Repeat all of the material exactly, with no line missing.
= Beginning of Section =
use crate::state::AppState;
use axum::extract::State;
use axum::Json;
use backup_engine::BackupStatus;
use serde_json::{json, Value};
use std::sync::Arc;

/// GET /health - liveness
pub async fn health(State(state): State<Arc<AppState>>) -> Json<Value> {
    Json(json!({
        "status": "ok",
        "version": env!("CARGO_PKG_VERSION"),
        "uptime_secs": state.started_at.elapsed().as_secs(),
        "active_jobs": state.orchestrator.jobs().active().len(),
    }))
}

/// GET /api/status - aggregate backup health
pub async fn status(State(state): State<Arc<AppState>>) -> Json<BackupStatus> {
    Json(state.orchestrator.get_backup_status().await)
}
//! Point-lookup cache for metadata records.
//!
//! The cache is owned by the store that uses it and is injected, so tests can
//! drive expiry with a [`ManualClock`].

use super::BackupMetadata;
use chrono::{DateTime, Duration, Utc};
use dashmap::DashMap;
use std::sync::{Arc, Mutex};

/// Source of "now" for TTL and retention decisions.
pub trait Clock: Send + Sync {
    fn now(&self) -> DateTime<Utc>;
}

#[derive(Debug, Default, Clone, Copy)]
pub struct SystemClock;

impl Clock for SystemClock {
    fn now(&self) -> DateTime<Utc> {
        Utc::now()
    }
}

/// Clock that only moves when told to.
#[derive(Debug)]
pub struct ManualClock {
    now: Mutex<DateTime<Utc>>,
}

impl ManualClock {
    pub fn new(start: DateTime<Utc>) -> Self {
        Self {
            now: Mutex::new(start),
        }
    }

    pub fn advance(&self, by: Duration) {
        let mut now = self.now.lock().unwrap_or_else(|e| e.into_inner());
        *now += by;
    }

    pub fn set(&self, to: DateTime<Utc>) {
        let mut now = self.now.lock().unwrap_or_else(|e| e.into_inner());
        *now = to;
    }
}

impl Clock for ManualClock {
    fn now(&self) -> DateTime<Utc> {
        *self.now.lock().unwrap_or_else(|e| e.into_inner())
    }
}

pub trait MetadataCache: Send + Sync {
    fn get(&self, id: &str) -> Option<BackupMetadata>;
    fn put(&self, record: BackupMetadata);
    fn remove(&self, id: &str);
}

struct CacheEntry {
    record: BackupMetadata,
    inserted_at: DateTime<Utc>,
}

/// TTL cache with a bounded entry count; evicts the oldest insert when full.
pub struct TtlCache {
    entries: DashMap<String, CacheEntry>,
    ttl: Duration,
    max_entries: usize,
    clock: Arc<dyn Clock>,
}

impl TtlCache {
    pub fn new(ttl: std::time::Duration, max_entries: usize, clock: Arc<dyn Clock>) -> Self {
        Self {
            entries: DashMap::new(),
            ttl: Duration::from_std(ttl).unwrap_or(Duration::MAX),
            max_entries: max_entries.max(1),
            clock,
        }
    }

    pub fn len(&self) -> usize {
        self.entries.len()
    }

    pub fn is_empty(&self) -> bool {
        self.entries.is_empty()
    }

    fn evict_oldest(&self) {
        let oldest = self
            .entries
            .iter()
            .min_by_key(|entry| entry.value().inserted_at)
            .map(|entry| entry.key().clone());
        if let Some(key) = oldest {
            self.entries.remove(&key);
        }
    }
}

impl MetadataCache for TtlCache {
    fn get(&self, id: &str) -> Option<BackupMetadata> {
        let now = self.clock.now();
        {
            let entry = self.entries.get(id)?;
            if now - entry.inserted_at < self.ttl {
                return Some(entry.record.clone());
            }
        }
        // The read guard is released above; removing while holding it would deadlock.
        self.entries.remove(id);
        None
    }

    fn put(&self, record: BackupMetadata) {
        if !self.entries.contains_key(&record.id) && self.entries.len() >= self.max_entries {
            self.evict_oldest();
        }
        let inserted_at = self.clock.now();
        self.entries
            .insert(record.id.clone(), CacheEntry { record, inserted_at });
    }

    fn remove(&self, id: &str) {
        self.entries.remove(id);
    }
}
= End of Section =
_Result for this exercise_
use crate::state::AppState;
use axum::extract::State;
use axum::Json;
use backup_engine::BackupStatus;
use serde_json::{json, Value};
use std::sync::Arc;

/// GET /health - liveness
pub async fn health(State(state): State<Arc<AppState>>) -> Json<Value> {
    Json(json!({
        "status": "ok",
        "version": env!("CARGO_PKG_VERSION"),
        "uptime_secs": state.started_at.elapsed().as_secs(),
        "active_jobs": state.orchestrator.jobs().active().len(),
    }))
}

/// GET /api/status - aggregate backup health
pub async fn status(State(state): State<Arc<AppState>>) -> Json<BackupStatus> {
    Json(state.orchestrator.get_backup_status().await)
}
//! Point-lookup cache for metadata records.
//!
//! The cache is owned by the store that uses it and is injected, so tests can
//! drive expiry with a [`ManualClock`].

use super::BackupMetadata;
use chrono::{DateTime, Duration, Utc};
use dashmap::DashMap;
use std::sync::{Arc, Mutex};

/// Source of "now" for TTL and retention decisions.
pub trait Clock: Send + Sync {
    fn now(&self) -> DateTime<Utc>;
}

#[derive(Debug, Default, Clone, Copy)]
pub struct SystemClock;

impl Clock for SystemClock {
    fn now(&self) -> DateTime<Utc> {
        Utc::now()
    }
}

/// Clock that only moves when told to.
#[derive(Debug)]
pub struct ManualClock {
    now: Mutex<DateTime<Utc>>,
}

impl ManualClock {
    pub fn new(start: DateTime<Utc>) -> Self {
        Self {
            now: Mutex::new(start),
        }
    }

    pub fn advance(&self, by: Duration) {
        let mut now = self.now.lock().unwrap_or_else(|e| e.into_inner());
        *now += by;
    }

    pub fn set(&self, to: DateTime<Utc>) {
        let mut now = self.now.lock().unwrap_or_else(|e| e.into_inner());
        *now = to;
    }
}

impl Clock for ManualClock {
    fn now(&self) -> DateTime<Utc> {
        *self.now.lock().unwrap_or_else(|e| e.into_inner())
    }
}

pub trait MetadataCache: Send + Sync {
    fn get(&self, id: &str) -> Option<BackupMetadata>;
    fn put(&self, record: BackupMetadata);
    fn remove(&self, id: &str);
}

struct CacheEntry {
    record: BackupMetadata,
    inserted_at: DateTime<Utc>,
}

/// TTL cache with a bounded entry count; evicts the oldest insert when full.
pub struct TtlCache {
    entries: DashMap<String, CacheEntry>,
    ttl: Duration,
    max_entries: usize,
    clock: Arc<dyn Clock>,
}

impl TtlCache {
    pub fn new(ttl: std::time::Duration, max_entries: usize, clock: Arc<dyn Clock>) -> Self {
        Self {
            entries: DashMap::new(),
            ttl: Duration::from_std(ttl).unwrap_or(Duration::MAX),
            max_entries: max_entries.max(1),
            clock,
        }
    }

    pub fn len(&self) -> usize {
        self.entries.len()
    }

    pub fn is_empty(&self) -> bool {
        self.entries.is_empty()
    }

    fn evict_oldest(&self) {
        let oldest = self
            .entries
            .iter()
            .min_by_key(|entry| entry.value().inserted_at)
            .map(|entry| entry.key().clone());
        if let Some(key) = oldest {
            self.entries.remove(&key);
        }
    }
}

impl MetadataCache for TtlCache {
    fn get(&self, id: &str) -> Option<BackupMetadata> {
        let now = self.clock.now();
        {
            let entry = self.entries.get(id)?;
            if now - entry.inserted_at < self.ttl {
                return Some(entry.record.clone());
            }
        }
        // The read guard is released above; removing while holding it would deadlock.
        self.entries.remove(id);
        None
    }

    fn put(&self, record: BackupMetadata) {
        if !self.entries.contains_key(&record.id) && self.entries.len() >= self.max_entries {
            self.evict_oldest();
        }
        let inserted_at = self.clock.now();
        self.entries
            .insert(record.id.clone(), CacheEntry { record, inserted_at });
    }

    fn remove(&self, id: &str) {
        self.entries.remove(id);
    }
}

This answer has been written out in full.